> Material supplied:
___

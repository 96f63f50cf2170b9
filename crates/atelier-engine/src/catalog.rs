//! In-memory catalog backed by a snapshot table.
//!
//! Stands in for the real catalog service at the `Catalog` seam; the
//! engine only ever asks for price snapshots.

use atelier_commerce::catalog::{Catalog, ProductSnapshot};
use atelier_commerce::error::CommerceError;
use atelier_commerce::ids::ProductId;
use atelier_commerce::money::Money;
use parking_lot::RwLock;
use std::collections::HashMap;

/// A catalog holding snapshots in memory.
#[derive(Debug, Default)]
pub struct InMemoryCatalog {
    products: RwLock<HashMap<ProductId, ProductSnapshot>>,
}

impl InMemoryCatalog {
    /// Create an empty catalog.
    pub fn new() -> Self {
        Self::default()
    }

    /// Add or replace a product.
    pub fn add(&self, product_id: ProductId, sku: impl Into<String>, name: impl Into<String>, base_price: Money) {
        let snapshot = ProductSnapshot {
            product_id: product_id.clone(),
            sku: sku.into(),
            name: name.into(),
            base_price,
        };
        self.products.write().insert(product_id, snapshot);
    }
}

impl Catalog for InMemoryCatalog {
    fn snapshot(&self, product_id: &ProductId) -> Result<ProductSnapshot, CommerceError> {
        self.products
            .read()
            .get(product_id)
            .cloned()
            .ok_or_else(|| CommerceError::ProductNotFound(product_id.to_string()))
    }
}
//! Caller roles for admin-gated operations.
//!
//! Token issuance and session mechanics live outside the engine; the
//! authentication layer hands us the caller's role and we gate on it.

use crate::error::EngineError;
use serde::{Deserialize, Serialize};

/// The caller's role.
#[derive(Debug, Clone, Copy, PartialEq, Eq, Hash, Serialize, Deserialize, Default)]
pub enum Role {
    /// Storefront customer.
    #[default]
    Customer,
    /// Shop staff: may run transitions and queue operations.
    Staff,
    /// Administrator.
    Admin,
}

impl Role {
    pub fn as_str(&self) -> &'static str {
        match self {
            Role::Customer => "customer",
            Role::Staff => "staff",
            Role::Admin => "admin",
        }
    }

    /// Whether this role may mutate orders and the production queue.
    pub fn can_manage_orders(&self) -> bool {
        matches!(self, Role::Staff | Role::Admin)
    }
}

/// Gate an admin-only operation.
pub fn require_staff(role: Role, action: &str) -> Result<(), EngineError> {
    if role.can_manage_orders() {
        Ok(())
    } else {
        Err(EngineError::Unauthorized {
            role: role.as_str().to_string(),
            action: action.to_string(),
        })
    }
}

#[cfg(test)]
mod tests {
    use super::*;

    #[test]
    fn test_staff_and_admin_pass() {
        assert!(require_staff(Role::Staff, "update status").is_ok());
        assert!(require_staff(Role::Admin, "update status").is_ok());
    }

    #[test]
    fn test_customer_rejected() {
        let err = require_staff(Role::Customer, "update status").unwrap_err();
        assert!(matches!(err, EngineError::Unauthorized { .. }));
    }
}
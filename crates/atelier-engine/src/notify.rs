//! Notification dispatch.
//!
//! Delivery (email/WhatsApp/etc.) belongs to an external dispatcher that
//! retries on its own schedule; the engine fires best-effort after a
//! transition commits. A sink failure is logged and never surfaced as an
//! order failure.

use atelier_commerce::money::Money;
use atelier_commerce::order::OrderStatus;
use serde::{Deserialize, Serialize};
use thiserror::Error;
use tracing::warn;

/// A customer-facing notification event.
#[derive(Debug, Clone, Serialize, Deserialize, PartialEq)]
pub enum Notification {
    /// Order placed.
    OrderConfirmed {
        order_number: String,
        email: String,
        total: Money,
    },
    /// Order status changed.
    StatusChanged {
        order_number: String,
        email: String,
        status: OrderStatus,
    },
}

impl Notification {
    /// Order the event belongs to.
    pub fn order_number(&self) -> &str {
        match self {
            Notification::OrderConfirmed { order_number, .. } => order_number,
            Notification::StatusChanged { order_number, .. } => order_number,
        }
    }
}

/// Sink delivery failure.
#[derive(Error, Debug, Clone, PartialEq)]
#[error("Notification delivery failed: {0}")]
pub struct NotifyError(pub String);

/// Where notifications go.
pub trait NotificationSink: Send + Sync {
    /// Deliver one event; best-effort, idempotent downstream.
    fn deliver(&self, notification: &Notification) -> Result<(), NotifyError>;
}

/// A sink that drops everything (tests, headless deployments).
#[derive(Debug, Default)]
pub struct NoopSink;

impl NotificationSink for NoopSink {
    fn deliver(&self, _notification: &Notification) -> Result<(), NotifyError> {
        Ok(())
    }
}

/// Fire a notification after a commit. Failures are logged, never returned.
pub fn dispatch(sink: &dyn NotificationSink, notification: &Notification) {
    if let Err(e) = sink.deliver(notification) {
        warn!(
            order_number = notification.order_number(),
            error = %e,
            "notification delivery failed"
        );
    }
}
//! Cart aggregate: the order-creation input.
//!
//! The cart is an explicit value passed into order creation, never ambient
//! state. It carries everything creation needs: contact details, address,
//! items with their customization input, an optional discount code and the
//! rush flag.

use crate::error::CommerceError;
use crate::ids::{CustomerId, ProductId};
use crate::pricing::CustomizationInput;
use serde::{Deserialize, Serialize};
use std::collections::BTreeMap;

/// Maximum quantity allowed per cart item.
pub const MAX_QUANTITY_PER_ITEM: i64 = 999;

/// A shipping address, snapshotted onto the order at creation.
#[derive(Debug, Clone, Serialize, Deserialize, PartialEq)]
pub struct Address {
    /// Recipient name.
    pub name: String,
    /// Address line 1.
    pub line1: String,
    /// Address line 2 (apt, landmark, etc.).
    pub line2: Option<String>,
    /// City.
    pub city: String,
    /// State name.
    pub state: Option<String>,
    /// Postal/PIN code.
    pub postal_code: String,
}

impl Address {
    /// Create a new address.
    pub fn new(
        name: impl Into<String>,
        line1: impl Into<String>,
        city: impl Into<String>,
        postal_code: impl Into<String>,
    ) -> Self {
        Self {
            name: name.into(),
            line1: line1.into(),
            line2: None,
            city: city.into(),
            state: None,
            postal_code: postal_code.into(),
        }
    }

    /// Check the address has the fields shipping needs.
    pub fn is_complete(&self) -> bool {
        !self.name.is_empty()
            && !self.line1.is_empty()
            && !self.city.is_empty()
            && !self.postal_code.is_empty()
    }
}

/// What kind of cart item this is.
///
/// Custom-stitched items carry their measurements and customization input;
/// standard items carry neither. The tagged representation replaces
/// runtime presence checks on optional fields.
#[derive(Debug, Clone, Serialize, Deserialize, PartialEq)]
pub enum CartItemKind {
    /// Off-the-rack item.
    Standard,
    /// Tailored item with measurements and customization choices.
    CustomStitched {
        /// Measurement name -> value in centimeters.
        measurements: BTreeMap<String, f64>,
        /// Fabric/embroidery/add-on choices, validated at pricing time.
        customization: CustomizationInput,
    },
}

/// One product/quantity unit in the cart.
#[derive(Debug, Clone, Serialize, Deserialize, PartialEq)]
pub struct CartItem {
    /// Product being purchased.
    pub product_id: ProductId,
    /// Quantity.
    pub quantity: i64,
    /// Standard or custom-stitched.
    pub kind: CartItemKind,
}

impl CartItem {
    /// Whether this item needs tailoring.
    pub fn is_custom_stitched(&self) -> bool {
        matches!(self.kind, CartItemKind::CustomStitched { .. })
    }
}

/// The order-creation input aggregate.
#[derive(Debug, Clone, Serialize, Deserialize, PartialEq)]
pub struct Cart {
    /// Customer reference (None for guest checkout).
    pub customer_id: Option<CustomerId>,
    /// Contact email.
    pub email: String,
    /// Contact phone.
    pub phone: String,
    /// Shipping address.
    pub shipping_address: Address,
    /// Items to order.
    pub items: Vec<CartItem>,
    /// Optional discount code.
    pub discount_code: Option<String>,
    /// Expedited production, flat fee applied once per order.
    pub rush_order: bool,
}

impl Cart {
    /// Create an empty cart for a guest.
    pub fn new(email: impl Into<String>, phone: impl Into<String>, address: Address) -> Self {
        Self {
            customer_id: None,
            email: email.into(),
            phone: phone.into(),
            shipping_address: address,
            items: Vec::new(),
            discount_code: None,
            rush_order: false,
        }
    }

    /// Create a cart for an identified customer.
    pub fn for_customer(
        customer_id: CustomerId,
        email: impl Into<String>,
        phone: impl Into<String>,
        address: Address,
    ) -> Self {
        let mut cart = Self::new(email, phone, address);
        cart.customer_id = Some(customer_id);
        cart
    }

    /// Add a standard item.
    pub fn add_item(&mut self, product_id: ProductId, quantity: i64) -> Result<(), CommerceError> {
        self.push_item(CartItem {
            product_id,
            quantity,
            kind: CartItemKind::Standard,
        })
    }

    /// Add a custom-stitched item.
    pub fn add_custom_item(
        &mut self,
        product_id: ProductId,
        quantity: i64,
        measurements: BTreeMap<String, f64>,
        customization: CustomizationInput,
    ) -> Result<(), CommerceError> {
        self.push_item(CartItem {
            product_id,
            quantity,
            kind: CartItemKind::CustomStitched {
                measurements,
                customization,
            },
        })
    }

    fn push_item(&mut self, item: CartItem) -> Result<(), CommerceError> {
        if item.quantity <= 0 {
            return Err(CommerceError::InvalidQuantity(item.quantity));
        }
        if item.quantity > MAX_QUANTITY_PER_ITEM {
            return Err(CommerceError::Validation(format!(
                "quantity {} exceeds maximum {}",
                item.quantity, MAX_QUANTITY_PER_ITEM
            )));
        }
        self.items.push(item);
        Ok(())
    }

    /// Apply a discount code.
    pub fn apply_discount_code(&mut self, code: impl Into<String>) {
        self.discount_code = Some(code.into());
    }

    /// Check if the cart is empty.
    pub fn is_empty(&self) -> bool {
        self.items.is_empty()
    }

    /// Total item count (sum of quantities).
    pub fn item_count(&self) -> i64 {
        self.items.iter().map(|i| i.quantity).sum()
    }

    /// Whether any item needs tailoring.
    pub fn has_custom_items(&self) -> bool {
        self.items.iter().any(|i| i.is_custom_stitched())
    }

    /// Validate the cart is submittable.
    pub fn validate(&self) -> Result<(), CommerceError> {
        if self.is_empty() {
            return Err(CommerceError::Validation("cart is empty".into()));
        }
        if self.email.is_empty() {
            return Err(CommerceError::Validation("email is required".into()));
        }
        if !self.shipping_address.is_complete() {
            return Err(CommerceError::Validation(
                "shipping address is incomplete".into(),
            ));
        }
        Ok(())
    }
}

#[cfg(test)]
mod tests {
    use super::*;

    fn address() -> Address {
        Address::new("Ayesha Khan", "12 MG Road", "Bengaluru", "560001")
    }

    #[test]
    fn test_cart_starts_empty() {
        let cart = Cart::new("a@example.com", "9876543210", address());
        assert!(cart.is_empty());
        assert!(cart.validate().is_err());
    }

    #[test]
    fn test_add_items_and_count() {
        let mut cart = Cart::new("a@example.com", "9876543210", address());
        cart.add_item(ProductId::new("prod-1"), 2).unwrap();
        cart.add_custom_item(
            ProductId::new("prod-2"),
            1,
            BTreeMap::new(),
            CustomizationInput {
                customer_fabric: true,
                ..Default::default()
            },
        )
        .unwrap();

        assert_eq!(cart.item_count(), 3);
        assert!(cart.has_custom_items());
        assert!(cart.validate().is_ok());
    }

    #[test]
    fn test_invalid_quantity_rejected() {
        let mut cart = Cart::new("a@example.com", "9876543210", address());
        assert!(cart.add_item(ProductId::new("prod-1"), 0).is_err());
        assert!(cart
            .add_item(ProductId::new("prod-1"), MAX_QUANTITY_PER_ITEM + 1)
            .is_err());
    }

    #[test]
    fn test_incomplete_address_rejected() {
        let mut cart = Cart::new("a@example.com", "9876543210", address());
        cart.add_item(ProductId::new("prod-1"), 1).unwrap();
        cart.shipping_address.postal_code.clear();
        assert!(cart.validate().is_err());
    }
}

___

> Task instructions:
Whenever the word "pricing" shows up in a line of the entries, copy that line.

> Written answer:
use crate::pricing::CustomizationInput;
        /// Fabric/embroidery/add-on choices, validated at pricing time.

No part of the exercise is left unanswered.